### Task inputs
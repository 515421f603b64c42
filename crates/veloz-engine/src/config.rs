//! Application configuration.

use crate::error::{AppError, AppResult};
use crate::session::SessionConfig;
use rust_decimal::Decimal;
use serde::Deserialize;
use std::path::{Path, PathBuf};
use veloz_core::TradeSide;
use veloz_impact::ImpactModelConfig;
use veloz_models::ScorerSource;
use veloz_registry::DEFAULT_REST_URL;
use veloz_ws::{ConnectionConfig, SubscriptionTarget};

/// Default config path when neither `--config` nor `VELOZ_CONFIG` is set.
pub const DEFAULT_CONFIG_PATH: &str = "config/default.toml";

/// The simulated order.
#[derive(Debug, Clone, Deserialize)]
pub struct OrderConfig {
    /// Instrument identifier (e.g., "BTC-USDT").
    #[serde(default = "default_instrument")]
    pub instrument: String,
    /// Order size in quote currency.
    #[serde(default = "default_notional_usd")]
    pub notional_usd: Decimal,
    /// Fee tier label ("Tier 1", "Tier 2", "Tier 3").
    #[serde(default = "default_fee_tier")]
    pub fee_tier: String,
    /// Volatility fed to the impact model's risk term.
    #[serde(default = "default_volatility")]
    pub volatility: f64,
    /// Side assumed when the feed carries no trade side.
    #[serde(default)]
    pub side: TradeSide,
}

fn default_instrument() -> String {
    "BTC-USDT".to_string()
}

fn default_notional_usd() -> Decimal {
    Decimal::new(100, 0)
}

fn default_fee_tier() -> String {
    "Tier 1".to_string()
}

fn default_volatility() -> f64 {
    0.5
}

impl Default for OrderConfig {
    fn default() -> Self {
        Self {
            instrument: default_instrument(),
            notional_usd: default_notional_usd(),
            fee_tier: default_fee_tier(),
            volatility: default_volatility(),
            side: TradeSide::default(),
        }
    }
}

/// WebSocket configuration.
#[derive(Debug, Clone, Deserialize)]
pub struct WsConfig {
    /// Fixed delay between reconnection attempts (ms).
    #[serde(default = "default_reconnect_delay_ms")]
    pub reconnect_delay_ms: u64,
    /// Receive timeout after which the loop treats the feed as idle (ms).
    #[serde(default = "default_recv_timeout_ms")]
    pub recv_timeout_ms: u64,
    /// Book channel ("books", "books5", ...).
    #[serde(default = "default_channel")]
    pub channel: String,
}

fn default_reconnect_delay_ms() -> u64 {
    2000
}

fn default_recv_timeout_ms() -> u64 {
    5000
}

fn default_channel() -> String {
    "books".to_string()
}

impl Default for WsConfig {
    fn default() -> Self {
        Self {
            reconnect_delay_ms: default_reconnect_delay_ms(),
            recv_timeout_ms: default_recv_timeout_ms(),
            channel: default_channel(),
        }
    }
}

/// Model sources.
#[derive(Debug, Clone, Deserialize)]
pub struct ModelsConfig {
    /// Maker/taker classifier (logistic, 2 features).
    #[serde(default = "default_classifier")]
    pub classifier: ScorerSource,
    /// Slippage regressor (linear, 4 features).
    #[serde(default = "default_regressor")]
    pub regressor: ScorerSource,
}

fn default_classifier() -> ScorerSource {
    ScorerSource::Artifact {
        path: PathBuf::from("config/models/maker_taker.json"),
    }
}

fn default_regressor() -> ScorerSource {
    ScorerSource::Artifact {
        path: PathBuf::from("config/models/slippage.json"),
    }
}

impl Default for ModelsConfig {
    fn default() -> Self {
        Self {
            classifier: default_classifier(),
            regressor: default_regressor(),
        }
    }
}

/// Recent-volume lookup.
#[derive(Debug, Clone, Deserialize)]
pub struct VolumeConfig {
    /// Failure policy: "skip", "default" or "last_known".
    #[serde(default = "default_volume_policy")]
    pub policy: String,
    /// Value substituted under the "default" policy.
    #[serde(default)]
    pub default_value: Option<f64>,
    /// Cache window during which a fetched value counts as fresh (ms).
    #[serde(default = "default_refresh_ms")]
    pub refresh_ms: u64,
    /// REST request timeout (ms).
    #[serde(default = "default_volume_timeout_ms")]
    pub timeout_ms: u64,
}

fn default_volume_policy() -> String {
    "skip".to_string()
}

fn default_refresh_ms() -> u64 {
    5000
}

fn default_volume_timeout_ms() -> u64 {
    2000
}

impl Default for VolumeConfig {
    fn default() -> Self {
        Self {
            policy: default_volume_policy(),
            default_value: None,
            refresh_ms: default_refresh_ms(),
            timeout_ms: default_volume_timeout_ms(),
        }
    }
}

/// Telemetry configuration.
#[derive(Debug, Clone, Deserialize)]
pub struct TelemetryConfig {
    /// Log filter used when `RUST_LOG` is unset.
    #[serde(default)]
    pub log_level: Option<String>,
    /// Accepted ticks between latency reports.
    #[serde(default = "default_report_every")]
    pub report_every: u64,
    /// Capacity of each session's event channel.
    #[serde(default = "default_event_capacity")]
    pub event_capacity: usize,
}

fn default_report_every() -> u64 {
    100
}

fn default_event_capacity() -> usize {
    1024
}

impl Default for TelemetryConfig {
    fn default() -> Self {
        Self {
            log_level: None,
            report_every: default_report_every(),
            event_capacity: default_event_capacity(),
        }
    }
}

/// Main application configuration.
#[derive(Debug, Clone, Deserialize)]
pub struct AppConfig {
    /// WebSocket endpoint URL.
    #[serde(default = "default_ws_url")]
    pub ws_url: String,
    /// REST base URL for tickers and instruments.
    #[serde(default = "default_rest_url")]
    pub rest_url: String,
    #[serde(default)]
    pub order: OrderConfig,
    #[serde(default)]
    pub impact: ImpactModelConfig,
    #[serde(default)]
    pub websocket: WsConfig,
    #[serde(default)]
    pub models: ModelsConfig,
    #[serde(default)]
    pub volume: VolumeConfig,
    #[serde(default)]
    pub telemetry: TelemetryConfig,
}

fn default_ws_url() -> String {
    ConnectionConfig::default().url
}

fn default_rest_url() -> String {
    DEFAULT_REST_URL.to_string()
}

impl Default for AppConfig {
    fn default() -> Self {
        Self {
            ws_url: default_ws_url(),
            rest_url: default_rest_url(),
            order: OrderConfig::default(),
            impact: ImpactModelConfig::default(),
            websocket: WsConfig::default(),
            models: ModelsConfig::default(),
            volume: VolumeConfig::default(),
            telemetry: TelemetryConfig::default(),
        }
    }
}

impl AppConfig {
    /// Resolve the config path: explicit path > `VELOZ_CONFIG` > default.
    pub fn resolve_path(explicit: Option<String>) -> String {
        explicit
            .or_else(|| std::env::var("VELOZ_CONFIG").ok())
            .unwrap_or_else(|| DEFAULT_CONFIG_PATH.to_string())
    }

    /// Load from a specific file.
    pub fn from_file(path: impl AsRef<Path>) -> AppResult<Self> {
        let path = path.as_ref();
        let content = std::fs::read_to_string(path).map_err(|e| {
            AppError::Config(format!("Failed to read config {}: {e}", path.display()))
        })?;
        Self::from_toml(&content)
    }

    pub fn from_toml(content: &str) -> AppResult<Self> {
        let config: Self = toml::from_str(content)
            .map_err(|e| AppError::Config(format!("Failed to parse config: {e}")))?;
        config.validate()?;
        Ok(config)
    }

    /// Checks on values not owned by a component. Impact parameters, fee
    /// tier, volume policy and model artifacts are checked when the engine
    /// state is built.
    pub fn validate(&self) -> AppResult<()> {
        if self.order.instrument.trim().is_empty() {
            return Err(AppError::Config("order.instrument is empty".to_string()));
        }
        if self.order.notional_usd <= Decimal::ZERO {
            return Err(AppError::Config(format!(
                "order.notional_usd must be > 0, got {}",
                self.order.notional_usd
            )));
        }
        if !(self.order.volatility >= 0.0 && self.order.volatility.is_finite()) {
            return Err(AppError::Config(format!(
                "order.volatility must be >= 0, got {}",
                self.order.volatility
            )));
        }
        if self.websocket.recv_timeout_ms == 0 {
            return Err(AppError::Config(
                "websocket.recv_timeout_ms must be > 0".to_string(),
            ));
        }
        if self.telemetry.report_every == 0 {
            return Err(AppError::Config(
                "telemetry.report_every must be >= 1".to_string(),
            ));
        }
        if self.telemetry.event_capacity == 0 {
            return Err(AppError::Config(
                "telemetry.event_capacity must be >= 1".to_string(),
            ));
        }
        Ok(())
    }

    /// Connection settings for one instrument.
    pub fn connection_config(&self) -> ConnectionConfig {
        ConnectionConfig {
            url: self.ws_url.clone(),
            reconnect_delay_ms: self.websocket.reconnect_delay_ms,
            recv_timeout_ms: self.websocket.recv_timeout_ms,
            subscription: SubscriptionTarget {
                channel: self.websocket.channel.clone(),
                inst_id: self.order.instrument.clone(),
            },
        }
    }

    pub fn session_config(&self) -> SessionConfig {
        SessionConfig {
            connection: self.connection_config(),
            notional: self.order.notional_usd,
            volatility: self.order.volatility,
            report_every: self.telemetry.report_every,
            event_capacity: self.telemetry.event_capacity,
        }
    }
}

### Work to be completed
Nothing but the lines from the first line of the data through the line with "fn default_notional_usd() ->" should be returned, exactly as they appear, both ends included.

### Exercise answer
repository 515421f603b64c42
filename crates/veloz-engine/src/config.rs
//! Application configuration.

use crate::error::{AppError, AppResult};
use crate::session::SessionConfig;
use rust_decimal::Decimal;
use serde::Deserialize;
use std::path::{Path, PathBuf};
use veloz_core::TradeSide;
use veloz_impact::ImpactModelConfig;
use veloz_models::ScorerSource;
use veloz_registry::DEFAULT_REST_URL;
use veloz_ws::{ConnectionConfig, SubscriptionTarget};

/// Default config path when neither `--config` nor `VELOZ_CONFIG` is set.
pub const DEFAULT_CONFIG_PATH: &str = "config/default.toml";

/// The simulated order.
#[derive(Debug, Clone, Deserialize)]
pub struct OrderConfig {
    /// Instrument identifier (e.g., "BTC-USDT").
    #[serde(default = "default_instrument")]
    pub instrument: String,
    /// Order size in quote currency.
    #[serde(default = "default_notional_usd")]
    pub notional_usd: Decimal,
    /// Fee tier label ("Tier 1", "Tier 2", "Tier 3").
    #[serde(default = "default_fee_tier")]
    pub fee_tier: String,
    /// Volatility fed to the impact model's risk term.
    #[serde(default = "default_volatility")]
    pub volatility: f64,
    /// Side assumed when the feed carries no trade side.
    #[serde(default)]
    pub side: TradeSide,
}

fn default_instrument() -> String {
    "BTC-USDT".to_string()
}

fn default_notional_usd() -> Decimal {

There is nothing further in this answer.